Prévention, dépistage et financement : Tout ce qu’il faut savoir sur la lutte contre le sida avec Pr. Hakima Himmich 

Le 1er décembre est la journée mondiale de lutte contre le sida. On parle pourtant beaucoup moins de cette maladie ces derniers mois alors qu’elle est toujours là et frappe encore. En effet, en 2019, le Maroc a enregistré 850 nouvelles infections au VIH, dont 34% concernaient les 15-24 ans. Le ministère de la Santé estime que 21.500 personnes vivent avec le VIH, parmi lesquelles 6.000 ne connaissent pas encore leur statut sérologique. Le risque qui se pose actuellement est qu’il se développe et que la transmission du virus reparte à la hausse. Où en est la maladie au Maroc ? À l’ère covid, quels sont les enjeux auxquels nous sommes confrontés dans cette lutte contre le sida, notamment en matière de dépistage, prévention et financement ? Pour y répondre, MAROC DIPLOMATIQUE a contacté Pr. Hakima Himmich, membre de l’Association de lutte contre le Sida (ALCS) et Présidente de Coalition PLUS.

MAROC DIPLOMATIQUE : Lors d’un passage radio, il y a quelque temps, vous avez dit que « si le financement consacré à la lutte contre le sida n’augmente pas, il y aura un rebond et nous perdrons les bénéfices que nous avons acquis jusqu’à présent ». Où en est-on par rapport à la question du financement aujourd’hui ?

Hakima Himmich : Dans tous les pays d’Afrique et chez nous aussi, une grande partie de la lutte contre le sida est financée par les bailleurs de fonds internationaux et ces financements sont aujourd’hui menacés, parce qu’il y a une baisse globale du financement au niveau international et une réorientation vers la santé globale et probablement vers la covid-19, ce qui représente une réelle menace.
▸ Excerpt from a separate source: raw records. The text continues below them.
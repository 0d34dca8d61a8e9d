//! CLI command definitions for the `spark` binary.
//!
//! Uses clap derive macros for argument parsing.

pub mod chat;
pub mod persona;
pub mod session;

use clap::{Parser, Subcommand};
use clap_complete::Shell;

/// Turn a vague idea into a pitch document, then hear what investors think.
#[derive(Parser)]
#[command(name = "spark", version, about, long_about = None)]
#[command(propagate_version = true)]
pub struct Cli {
    /// Output machine-readable JSON instead of styled text.
    #[arg(long, global = true)]
    pub json: bool,

    /// Suppress all output except errors.
    #[arg(long, global = true)]
    pub quiet: bool,

    /// Detailed output (-v for verbose, -vv for debug/trace).
    #[arg(short, long, action = clap::ArgAction::Count, global = true)]
    pub verbose: u8,

    /// Export tracing spans through OpenTelemetry (stdout exporter).
    #[arg(long, global = true)]
    pub otel: bool,

    #[command(subcommand)]
    pub command: Commands,
}

#[derive(Subcommand)]
pub enum Commands {
    /// Start the interactive brainstorming chat.
    Chat {
        /// Submit this topic as soon as the chat starts.
        #[arg(long)]
        topic: Option<String>,

        /// Ask this investor persona for feedback as soon as the chat starts.
        #[arg(long)]
        persona: Option<String>,

        /// Resume a specific session by ID.
        #[arg(long)]
        session: Option<String>,
    },

    /// Browse and manage saved sessions.
    #[command(alias = "session")]
    Sessions {
        #[command(subcommand)]
        action: Option<SessionCommand>,
    },

    /// List the investor personas available for feedback.
    Personas,

    /// Generate shell completions.
    Completions {
        /// Shell to generate completions for.
        shell: Shell,
    },
}

#[derive(Subcommand)]
pub enum SessionCommand {
    /// List sessions, most recently updated first.
    #[command(alias = "ls")]
    List,

    /// Show a session's full transcript.
    Show {
        /// Session ID (or a unique prefix of it).
        id: String,
    },

    /// Delete a session.
    #[command(alias = "rm")]
    Delete {
        /// Session ID (or a unique prefix of it).
        id: String,

        /// Skip confirmation prompt.
        #[arg(long)]
        force: bool,
    },
}

#[cfg(test)]
mod tests {
    use super::*;
    use clap::CommandFactory;

    #[test]
    fn test_cli_is_well_formed() {
        Cli::command().debug_assert();
    }

    #[test]
    fn test_parse_chat_handoff() {
        let cli = Cli::parse_from(["spark", "chat", "--topic", "宠物社交", "--persona", "elon"]);
        match cli.command {
            Commands::Chat { topic, persona, session } => {
                assert_eq!(topic.as_deref(), Some("宠物社交"));
                assert_eq!(persona.as_deref(), Some("elon"));
                assert!(session.is_none());
            }
            _ => panic!("expected chat command"),
        }
    }

    #[test]
    fn test_parse_global_flags_after_subcommand() {
        let cli = Cli::parse_from(["spark", "sessions", "list", "--json", "-vv"]);
        assert!(cli.json);
        assert_eq!(cli.verbose, 2);
        assert!(matches!(
            cli.command,
            Commands::Sessions {
                action: Some(SessionCommand::List)
            }
        ));
    }
}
En ce qui concerne le Maroc, certes le traitement est acheté par le ministère de la Santé, mais tout ce qui est prévention et une bonne partie du dépistage aussi sont financés par le fonds mondial de lutte contre le sida, la tuberculose et le paludisme. Ces financements sont destinés au ministère de la Santé qui reverse une partie aux associations. Quant à l’ALCS, une grande partie de son budget provient de ce fonds mondial, d’autres bailleurs de fonds internationaux et de Coalition Plus. Sans ces financements, il y aura certainement un recul dans la lutte contre le sida.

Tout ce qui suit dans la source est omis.